Output only the lines of the entries that follow, starting at the one with "# Controller Configuration" and running down to the one with "Key Vault throttling", both included and unchanged.

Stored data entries
* * * * * * *

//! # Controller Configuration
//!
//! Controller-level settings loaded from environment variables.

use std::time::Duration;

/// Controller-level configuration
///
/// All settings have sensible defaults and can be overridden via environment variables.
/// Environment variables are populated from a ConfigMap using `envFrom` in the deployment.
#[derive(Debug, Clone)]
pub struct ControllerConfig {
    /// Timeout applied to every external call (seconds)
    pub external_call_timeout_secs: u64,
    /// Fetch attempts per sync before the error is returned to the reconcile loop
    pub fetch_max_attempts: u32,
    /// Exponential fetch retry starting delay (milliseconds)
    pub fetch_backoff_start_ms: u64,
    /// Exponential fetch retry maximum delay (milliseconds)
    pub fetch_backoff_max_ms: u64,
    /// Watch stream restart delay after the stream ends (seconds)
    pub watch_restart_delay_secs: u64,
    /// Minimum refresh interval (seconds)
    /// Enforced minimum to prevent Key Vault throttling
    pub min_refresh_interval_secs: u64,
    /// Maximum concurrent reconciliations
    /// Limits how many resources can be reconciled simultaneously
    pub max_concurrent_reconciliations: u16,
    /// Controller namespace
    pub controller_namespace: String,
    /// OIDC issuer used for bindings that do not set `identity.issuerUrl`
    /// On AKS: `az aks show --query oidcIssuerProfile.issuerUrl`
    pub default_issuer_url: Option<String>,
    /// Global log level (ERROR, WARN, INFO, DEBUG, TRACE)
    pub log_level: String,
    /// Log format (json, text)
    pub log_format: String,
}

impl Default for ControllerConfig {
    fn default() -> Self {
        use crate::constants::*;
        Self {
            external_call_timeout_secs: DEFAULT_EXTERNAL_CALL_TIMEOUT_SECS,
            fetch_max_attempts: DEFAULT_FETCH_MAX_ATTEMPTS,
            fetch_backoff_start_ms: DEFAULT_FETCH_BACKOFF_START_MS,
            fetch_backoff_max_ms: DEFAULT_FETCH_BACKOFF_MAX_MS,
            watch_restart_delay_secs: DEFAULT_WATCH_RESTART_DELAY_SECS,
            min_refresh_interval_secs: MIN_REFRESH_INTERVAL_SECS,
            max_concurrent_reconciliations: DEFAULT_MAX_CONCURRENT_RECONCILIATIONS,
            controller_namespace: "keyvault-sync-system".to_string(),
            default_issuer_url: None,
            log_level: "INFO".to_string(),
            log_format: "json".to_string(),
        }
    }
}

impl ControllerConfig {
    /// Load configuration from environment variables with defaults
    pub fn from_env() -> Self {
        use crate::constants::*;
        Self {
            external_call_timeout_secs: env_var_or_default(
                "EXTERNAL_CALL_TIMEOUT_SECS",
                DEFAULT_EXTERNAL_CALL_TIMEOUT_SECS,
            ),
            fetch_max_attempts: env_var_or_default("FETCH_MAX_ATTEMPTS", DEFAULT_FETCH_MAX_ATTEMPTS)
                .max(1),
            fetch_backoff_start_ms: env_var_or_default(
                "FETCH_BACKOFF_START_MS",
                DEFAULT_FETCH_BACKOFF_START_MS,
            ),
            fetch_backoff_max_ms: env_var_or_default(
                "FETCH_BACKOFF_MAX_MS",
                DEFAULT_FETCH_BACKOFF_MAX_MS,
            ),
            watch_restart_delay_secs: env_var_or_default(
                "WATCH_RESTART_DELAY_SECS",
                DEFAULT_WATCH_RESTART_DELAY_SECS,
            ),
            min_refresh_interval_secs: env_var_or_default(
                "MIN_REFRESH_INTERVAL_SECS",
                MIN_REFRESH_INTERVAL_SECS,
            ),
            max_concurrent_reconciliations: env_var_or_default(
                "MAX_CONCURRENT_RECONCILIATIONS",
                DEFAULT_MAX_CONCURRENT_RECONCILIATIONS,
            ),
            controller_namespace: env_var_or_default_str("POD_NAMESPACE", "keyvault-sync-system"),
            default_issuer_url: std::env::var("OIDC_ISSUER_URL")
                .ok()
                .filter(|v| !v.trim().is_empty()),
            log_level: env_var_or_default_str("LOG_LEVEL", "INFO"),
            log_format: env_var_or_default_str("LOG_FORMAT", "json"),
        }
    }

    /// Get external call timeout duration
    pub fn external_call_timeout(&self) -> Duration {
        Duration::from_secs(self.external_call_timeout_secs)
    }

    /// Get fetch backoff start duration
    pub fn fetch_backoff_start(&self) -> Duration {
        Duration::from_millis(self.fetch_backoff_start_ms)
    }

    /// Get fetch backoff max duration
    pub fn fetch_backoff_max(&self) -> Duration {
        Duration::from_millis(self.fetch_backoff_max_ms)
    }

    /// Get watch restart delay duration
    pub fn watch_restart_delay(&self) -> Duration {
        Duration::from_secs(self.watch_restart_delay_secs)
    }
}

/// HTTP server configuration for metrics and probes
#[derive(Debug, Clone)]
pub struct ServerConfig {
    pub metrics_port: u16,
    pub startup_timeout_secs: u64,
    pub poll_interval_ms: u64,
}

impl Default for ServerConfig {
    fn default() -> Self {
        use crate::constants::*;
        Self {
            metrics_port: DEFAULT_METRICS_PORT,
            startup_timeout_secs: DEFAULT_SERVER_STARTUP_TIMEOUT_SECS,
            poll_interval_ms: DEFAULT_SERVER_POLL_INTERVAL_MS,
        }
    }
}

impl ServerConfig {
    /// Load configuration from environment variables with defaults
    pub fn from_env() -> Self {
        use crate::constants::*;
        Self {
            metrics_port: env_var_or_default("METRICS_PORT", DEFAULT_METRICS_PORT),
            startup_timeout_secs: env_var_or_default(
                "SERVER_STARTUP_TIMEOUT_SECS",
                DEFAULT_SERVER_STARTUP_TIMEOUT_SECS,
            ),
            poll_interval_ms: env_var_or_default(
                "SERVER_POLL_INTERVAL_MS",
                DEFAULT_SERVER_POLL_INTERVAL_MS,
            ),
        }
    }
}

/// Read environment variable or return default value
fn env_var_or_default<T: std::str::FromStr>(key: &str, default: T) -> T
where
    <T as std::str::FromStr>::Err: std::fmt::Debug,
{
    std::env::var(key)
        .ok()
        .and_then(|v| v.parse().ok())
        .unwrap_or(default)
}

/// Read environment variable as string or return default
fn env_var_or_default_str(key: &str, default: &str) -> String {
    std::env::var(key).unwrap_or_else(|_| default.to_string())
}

* * * * * * *

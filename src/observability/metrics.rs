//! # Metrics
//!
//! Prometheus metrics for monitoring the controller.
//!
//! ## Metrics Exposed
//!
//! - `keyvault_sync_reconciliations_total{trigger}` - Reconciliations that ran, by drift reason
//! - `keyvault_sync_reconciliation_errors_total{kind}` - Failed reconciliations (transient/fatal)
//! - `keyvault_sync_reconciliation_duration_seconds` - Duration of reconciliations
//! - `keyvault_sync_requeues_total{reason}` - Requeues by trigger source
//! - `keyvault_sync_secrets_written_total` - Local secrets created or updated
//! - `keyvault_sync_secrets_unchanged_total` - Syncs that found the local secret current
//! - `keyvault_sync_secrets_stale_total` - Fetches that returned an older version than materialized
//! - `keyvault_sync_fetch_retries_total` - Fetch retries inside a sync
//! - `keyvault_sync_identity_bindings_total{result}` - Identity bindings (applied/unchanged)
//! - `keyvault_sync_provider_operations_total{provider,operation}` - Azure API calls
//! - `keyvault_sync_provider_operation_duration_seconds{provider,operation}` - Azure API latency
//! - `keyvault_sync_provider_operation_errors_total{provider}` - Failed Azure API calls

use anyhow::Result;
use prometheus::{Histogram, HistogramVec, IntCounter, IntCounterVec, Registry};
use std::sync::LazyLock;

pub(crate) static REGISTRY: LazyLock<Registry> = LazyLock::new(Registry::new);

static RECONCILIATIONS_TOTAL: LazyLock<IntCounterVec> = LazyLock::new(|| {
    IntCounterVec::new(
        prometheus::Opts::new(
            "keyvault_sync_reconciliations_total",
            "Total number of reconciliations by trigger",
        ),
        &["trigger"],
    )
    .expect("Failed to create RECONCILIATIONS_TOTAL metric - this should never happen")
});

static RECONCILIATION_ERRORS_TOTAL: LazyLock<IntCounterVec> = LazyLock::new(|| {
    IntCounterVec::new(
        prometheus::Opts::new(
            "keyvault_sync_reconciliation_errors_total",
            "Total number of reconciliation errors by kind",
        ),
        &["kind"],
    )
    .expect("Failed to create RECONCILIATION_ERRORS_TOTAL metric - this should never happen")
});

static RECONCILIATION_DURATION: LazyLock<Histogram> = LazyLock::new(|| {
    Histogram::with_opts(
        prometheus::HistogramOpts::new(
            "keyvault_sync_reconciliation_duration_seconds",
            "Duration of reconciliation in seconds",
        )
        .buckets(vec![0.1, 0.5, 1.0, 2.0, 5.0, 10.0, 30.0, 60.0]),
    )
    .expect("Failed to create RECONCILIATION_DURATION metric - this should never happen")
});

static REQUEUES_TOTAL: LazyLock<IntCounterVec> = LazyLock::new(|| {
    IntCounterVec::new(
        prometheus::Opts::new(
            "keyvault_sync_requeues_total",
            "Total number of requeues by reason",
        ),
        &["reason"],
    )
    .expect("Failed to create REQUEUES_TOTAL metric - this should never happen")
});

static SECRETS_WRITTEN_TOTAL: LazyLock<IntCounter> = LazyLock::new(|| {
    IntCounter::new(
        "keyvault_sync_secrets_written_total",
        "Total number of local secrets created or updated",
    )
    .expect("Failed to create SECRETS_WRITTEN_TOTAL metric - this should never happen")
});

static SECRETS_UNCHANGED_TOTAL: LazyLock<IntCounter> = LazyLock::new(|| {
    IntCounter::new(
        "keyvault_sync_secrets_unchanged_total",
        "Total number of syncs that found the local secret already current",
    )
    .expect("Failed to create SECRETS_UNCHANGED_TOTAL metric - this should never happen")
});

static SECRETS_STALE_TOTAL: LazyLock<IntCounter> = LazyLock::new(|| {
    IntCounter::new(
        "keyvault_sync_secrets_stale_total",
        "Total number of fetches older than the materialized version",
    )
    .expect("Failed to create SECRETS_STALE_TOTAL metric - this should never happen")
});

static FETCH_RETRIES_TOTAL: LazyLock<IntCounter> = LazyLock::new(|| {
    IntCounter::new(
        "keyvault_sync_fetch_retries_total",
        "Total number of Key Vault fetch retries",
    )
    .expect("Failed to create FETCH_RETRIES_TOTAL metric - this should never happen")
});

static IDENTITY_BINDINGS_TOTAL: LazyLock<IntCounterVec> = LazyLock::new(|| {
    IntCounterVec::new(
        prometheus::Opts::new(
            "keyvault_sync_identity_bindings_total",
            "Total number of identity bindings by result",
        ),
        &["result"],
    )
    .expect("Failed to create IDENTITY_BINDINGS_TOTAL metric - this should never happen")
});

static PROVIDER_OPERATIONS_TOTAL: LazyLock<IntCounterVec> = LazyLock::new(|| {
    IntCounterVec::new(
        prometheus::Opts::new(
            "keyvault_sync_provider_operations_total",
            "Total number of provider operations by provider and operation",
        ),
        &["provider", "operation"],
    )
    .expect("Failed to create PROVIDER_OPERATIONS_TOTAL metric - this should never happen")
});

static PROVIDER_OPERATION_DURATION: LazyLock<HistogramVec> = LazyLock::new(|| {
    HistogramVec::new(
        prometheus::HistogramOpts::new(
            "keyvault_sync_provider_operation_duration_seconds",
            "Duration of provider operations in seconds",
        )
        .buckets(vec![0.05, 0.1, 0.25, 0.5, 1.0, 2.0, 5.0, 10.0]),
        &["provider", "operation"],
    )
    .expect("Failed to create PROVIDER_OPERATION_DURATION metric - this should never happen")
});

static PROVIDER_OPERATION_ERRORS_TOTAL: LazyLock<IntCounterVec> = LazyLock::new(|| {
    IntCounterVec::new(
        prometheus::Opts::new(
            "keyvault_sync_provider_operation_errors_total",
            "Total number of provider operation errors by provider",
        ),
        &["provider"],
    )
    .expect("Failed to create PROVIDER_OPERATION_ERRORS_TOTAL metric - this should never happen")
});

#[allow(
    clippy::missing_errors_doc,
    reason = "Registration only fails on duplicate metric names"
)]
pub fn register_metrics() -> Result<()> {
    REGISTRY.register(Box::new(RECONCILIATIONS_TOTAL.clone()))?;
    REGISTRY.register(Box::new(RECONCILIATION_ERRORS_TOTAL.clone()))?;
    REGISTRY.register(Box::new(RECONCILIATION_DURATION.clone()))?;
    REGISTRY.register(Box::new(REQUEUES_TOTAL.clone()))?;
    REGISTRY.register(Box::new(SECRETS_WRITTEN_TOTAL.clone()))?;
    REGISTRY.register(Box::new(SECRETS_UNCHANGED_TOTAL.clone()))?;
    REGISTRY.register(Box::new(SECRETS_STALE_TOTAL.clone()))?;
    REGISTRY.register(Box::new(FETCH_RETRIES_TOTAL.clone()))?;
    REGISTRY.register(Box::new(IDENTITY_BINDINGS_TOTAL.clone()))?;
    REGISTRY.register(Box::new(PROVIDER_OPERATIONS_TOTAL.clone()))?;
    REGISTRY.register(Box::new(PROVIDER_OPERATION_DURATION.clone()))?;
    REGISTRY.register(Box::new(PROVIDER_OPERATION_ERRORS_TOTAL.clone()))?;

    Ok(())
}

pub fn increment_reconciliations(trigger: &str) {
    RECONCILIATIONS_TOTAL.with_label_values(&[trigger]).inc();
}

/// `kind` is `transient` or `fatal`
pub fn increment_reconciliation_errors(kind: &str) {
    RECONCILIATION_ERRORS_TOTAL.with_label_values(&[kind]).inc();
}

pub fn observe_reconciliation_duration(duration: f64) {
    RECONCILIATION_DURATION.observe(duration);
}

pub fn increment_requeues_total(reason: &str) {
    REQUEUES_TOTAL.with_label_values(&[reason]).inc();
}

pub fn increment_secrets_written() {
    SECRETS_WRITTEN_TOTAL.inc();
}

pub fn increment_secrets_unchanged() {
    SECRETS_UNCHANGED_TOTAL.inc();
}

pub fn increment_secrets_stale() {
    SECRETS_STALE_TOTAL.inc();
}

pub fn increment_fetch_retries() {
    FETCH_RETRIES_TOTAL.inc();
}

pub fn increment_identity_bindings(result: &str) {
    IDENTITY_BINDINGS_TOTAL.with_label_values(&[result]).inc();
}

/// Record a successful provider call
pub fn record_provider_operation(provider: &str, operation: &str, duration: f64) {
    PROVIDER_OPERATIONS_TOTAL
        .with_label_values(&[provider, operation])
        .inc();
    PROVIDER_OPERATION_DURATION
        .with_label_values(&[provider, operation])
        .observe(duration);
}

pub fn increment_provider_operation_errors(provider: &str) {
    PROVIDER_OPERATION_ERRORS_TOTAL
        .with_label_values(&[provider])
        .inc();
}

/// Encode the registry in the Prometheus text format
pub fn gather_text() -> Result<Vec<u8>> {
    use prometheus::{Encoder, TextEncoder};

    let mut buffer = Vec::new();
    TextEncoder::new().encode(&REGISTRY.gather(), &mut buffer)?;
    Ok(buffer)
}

* * * * * * *

Answer space:
//! # Controller Configuration
//!
//! Controller-level settings loaded from environment variables.

use std::time::Duration;

/// Controller-level configuration
///
/// All settings have sensible defaults and can be overridden via environment variables.
/// Environment variables are populated from a ConfigMap using `envFrom` in the deployment.
#[derive(Debug, Clone)]
pub struct ControllerConfig {
    /// Timeout applied to every external call (seconds)
    pub external_call_timeout_secs: u64,
    /// Fetch attempts per sync before the error is returned to the reconcile loop
    pub fetch_max_attempts: u32,
    /// Exponential fetch retry starting delay (milliseconds)
    pub fetch_backoff_start_ms: u64,
    /// Exponential fetch retry maximum delay (milliseconds)
    pub fetch_backoff_max_ms: u64,
    /// Watch stream restart delay after the stream ends (seconds)
    pub watch_restart_delay_secs: u64,
    /// Minimum refresh interval (seconds)
    /// Enforced minimum to prevent Key Vault throttling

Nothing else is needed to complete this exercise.